use std::time::Duration;

use anyhow::{anyhow, Context};
use async_trait::async_trait;
use reqwest::{Client, RequestBuilder, Response};
use serde::{de::DeserializeOwned, Deserialize};
use tracing::debug;

use crate::models::{
    etf::{price_book_from_quotes, EtfSummary, IndexSnapshot, PriceBook, PriceQuote},
    user::{AddSymbolRequest, UserProfile, WatchlistEntry, WatchlistResponse},
};

const REQUEST_TIMEOUT: Duration = Duration::from_secs(20);

/// Where summary and price data come from on a cache miss.
#[async_trait]
pub trait MarketDataSource: Send + Sync {
    async fn fetch_summary(&self) -> anyhow::Result<Vec<EtfSummary>>;
    async fn fetch_prices(&self) -> anyhow::Result<PriceBook>;
}

/// Server-side watchlist of the signed-in user.
#[async_trait]
pub trait WatchlistRemote: Send + Sync {
    async fn fetch_watchlist(&self) -> anyhow::Result<Vec<WatchlistEntry>>;
    async fn add_symbol(&self, symbol: &str) -> anyhow::Result<()>;
    async fn remove_symbol(&self, symbol: &str) -> anyhow::Result<()>;
}

#[derive(Deserialize)]
#[serde(untagged)]
enum IndicesResponse {
    Wrapped { indices: Vec<IndexSnapshot> },
    Bare(Vec<IndexSnapshot>),
}

#[derive(Deserialize)]
#[serde(untagged)]
enum ProfileResponse {
    Wrapped { user: UserProfile },
    Bare(UserProfile),
}

pub struct BackendClient {
    http: Client,
    base_url: String,
    session_token: Option<String>,
}

impl BackendClient {
    pub fn new(base_url: &str, session_token: Option<String>) -> anyhow::Result<Self> {
        let http = Client::builder()
            .timeout(REQUEST_TIMEOUT)
            .user_agent(concat!("etfwatch/", env!("CARGO_PKG_VERSION")))
            .build()
            .context("Couldn't build HTTP client")?;

        Ok(BackendClient {
            http,
            base_url: base_url.trim_end_matches('/').to_string(),
            session_token,
        })
    }

    pub fn is_authenticated(&self) -> bool {
        self.session_token.is_some()
    }

    fn url(&self, path: &str) -> String {
        format!("{}{}", self.base_url, path)
    }

    fn authorized(&self, request: RequestBuilder) -> RequestBuilder {
        match &self.session_token {
            Some(token) => request.bearer_auth(token),
            None => request,
        }
    }

    fn require_session(&self) -> anyhow::Result<()> {
        if self.is_authenticated() {
            Ok(())
        } else {
            Err(anyhow!(
                "Not signed in, set ETF_SESSION_TOKEN to use account features"
            ))
        }
    }

    async fn send(&self, request: RequestBuilder, what: &str) -> anyhow::Result<Response> {
        let response = self
            .authorized(request)
            .send()
            .await
            .with_context(|| format!("Couldn't reach backend for {}", what))?;

        let status = response.status();
        if !status.is_success() {
            let body = response.text().await.unwrap_or_default();
            return Err(anyhow!(
                "Backend returned {} for {}: {}",
                status,
                what,
                body
            ));
        }
        Ok(response)
    }

    async fn get_json<T: DeserializeOwned>(&self, path: &str) -> anyhow::Result<T> {
        let response = self.send(self.http.get(self.url(path)), path).await?;
        let body = response
            .text()
            .await
            .with_context(|| format!("Couldn't read response body of {}", path))?;
        debug!(path, bytes = body.len(), "backend response received");

        serde_json::from_str::<T>(&body)
            .with_context(|| format!("Unexpected response shape from {}", path))
    }

    pub async fn fetch_indian_indices(&self) -> anyhow::Result<Vec<IndexSnapshot>> {
        let response: IndicesResponse = self.get_json("/api/indices/indian").await?;
        Ok(match response {
            IndicesResponse::Wrapped { indices } => indices,
            IndicesResponse::Bare(indices) => indices,
        })
    }

    pub async fn profile(&self) -> anyhow::Result<UserProfile> {
        self.require_session()?;
        let response: ProfileResponse = self.get_json("/api/auth/profile").await?;
        Ok(match response {
            ProfileResponse::Wrapped { user } => user,
            ProfileResponse::Bare(user) => user,
        })
    }

    pub async fn logout(&self) -> anyhow::Result<()> {
        self.require_session()?;
        self.send(self.http.post(self.url("/api/auth/logout")), "logout")
            .await?;
        Ok(())
    }
}

#[async_trait]
impl MarketDataSource for BackendClient {
    async fn fetch_summary(&self) -> anyhow::Result<Vec<EtfSummary>> {
        self.get_json("/api/summary").await
    }

    async fn fetch_prices(&self) -> anyhow::Result<PriceBook> {
        let quotes: Vec<PriceQuote> = self.get_json("/api/prices").await?;
        Ok(price_book_from_quotes(quotes))
    }
}

#[async_trait]
impl WatchlistRemote for BackendClient {
    async fn fetch_watchlist(&self) -> anyhow::Result<Vec<WatchlistEntry>> {
        self.require_session()?;
        let response: WatchlistResponse = self.get_json("/api/user/watchlist").await?;
        Ok(response.into_entries())
    }

    async fn add_symbol(&self, symbol: &str) -> anyhow::Result<()> {
        self.require_session()?;
        let request = self
            .http
            .post(self.url("/api/user/watchlist/symbol"))
            .json(&AddSymbolRequest { symbol });
        self.send(request, "watchlist add").await?;
        Ok(())
    }

    async fn remove_symbol(&self, symbol: &str) -> anyhow::Result<()> {
        self.require_session()?;
        let request = self
            .http
            .delete(self.url(&format!("/api/user/watchlist/symbol/{}", symbol)));
        self.send(request, "watchlist remove").await?;
        Ok(())
    }
}

#[cfg(test)]
mod tests {
    use super::*;

    #[test]
    fn base_url_trailing_slash_is_dropped() {
        let client = BackendClient::new("https://etf.example.com/", None).unwrap();
        assert_eq!(client.url("/api/summary"), "https://etf.example.com/api/summary");
        assert!(!client.is_authenticated());
    }

    #[tokio::test]
    async fn account_calls_need_a_session() {
        let client = BackendClient::new("http://127.0.0.1:9", None).unwrap();
        let err = client.fetch_watchlist().await.unwrap_err();
        assert!(err.to_string().contains("ETF_SESSION_TOKEN"));
        assert!(client.logout().await.is_err());
    }

    #[test]
    fn indices_accept_wrapped_and_bare_shapes() {
        let bare = r#"[{"name":"NIFTY 50","currentPrice":25100.5,"changePercent":0.4}]"#;
        let wrapped = r#"{"indices":[{"name":"SENSEX","currentPrice":82000}]}"#;

        assert!(matches!(
            serde_json::from_str::<IndicesResponse>(bare).unwrap(),
            IndicesResponse::Bare(list) if list[0].name == "NIFTY 50"
        ));
        assert!(matches!(
            serde_json::from_str::<IndicesResponse>(wrapped).unwrap(),
            IndicesResponse::Wrapped { indices } if indices[0].name == "SENSEX"
        ));
    }

    #[test]
    fn watchlist_accepts_wrapped_and_bare_shapes() {
        let bare = r#"[{"symbol":"GOLDBEES.NS","addedAt":"2026-10-01T09:15:00Z"}]"#;
        let wrapped = r#"{"watchlist":[{"symbol":"BANKBEES.NS","addedAt":"2026-10-02T10:00:00Z"}]}"#;

        let bare: WatchlistResponse = serde_json::from_str(bare).unwrap();
        let wrapped: WatchlistResponse = serde_json::from_str(wrapped).unwrap();

        assert_eq!(bare.into_entries()[0].symbol, "GOLDBEES.NS");
        assert_eq!(wrapped.into_entries()[0].symbol, "BANKBEES.NS");
    }
}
=====
Where a line of the data above includes "EtfSummary", copy that line.

Expected answer →
    etf::{price_book_from_quotes, EtfSummary, IndexSnapshot, PriceBook, PriceQuote},
    async fn fetch_summary(&self) -> anyhow::Result<Vec<EtfSummary>>;
    async fn fetch_summary(&self) -> anyhow::Result<Vec<EtfSummary>> {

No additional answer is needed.